◆ What is needed: Retype each entry below precisely as it reads.

◆ Supplied data:
//! Handler for listing a caller's matches.
//!
//! | Method | Path | Notes |
//! |--------|------|-------|
//! | `GET`  | `/events/{event_id}/matches` | Also served for past events |

use std::sync::Arc;

use axum::{
  Json,
  extract::{Path, State},
};
use noche_core::{engine::SwipeEngine, id::EventId, matching::MatchEntry};

use crate::{ApiBackend, auth::CallerIdentity, error::ApiError};

/// `GET /events/{event_id}/matches`
pub async fn list<S>(
  State(engine): State<Arc<SwipeEngine<S>>>,
  CallerIdentity(caller): CallerIdentity,
  Path(event_id): Path<EventId>,
) -> Result<Json<Vec<MatchEntry>>, ApiError>
where
  S: ApiBackend,
{
  let entries = engine.matches(&caller, &event_id).await?;
  Ok(Json(entries))
}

◆ Answer space:
//! Handler for listing a caller's matches.
//!
//! | Method | Path | Notes |
//! |--------|------|-------|
//! | `GET`  | `/events/{event_id}/matches` | Also served for past events |

use std::sync::Arc;

use axum::{
  Json,
  extract::{Path, State},
};
use noche_core::{engine::SwipeEngine, id::EventId, matching::MatchEntry};

use crate::{ApiBackend, auth::CallerIdentity, error::ApiError};

/// `GET /events/{event_id}/matches`
pub async fn list<S>(
  State(engine): State<Arc<SwipeEngine<S>>>,
  CallerIdentity(caller): CallerIdentity,
  Path(event_id): Path<EventId>,
) -> Result<Json<Vec<MatchEntry>>, ApiError>
where
  S: ApiBackend,
{
  let entries = engine.matches(&caller, &event_id).await?;
  Ok(Json(entries))
}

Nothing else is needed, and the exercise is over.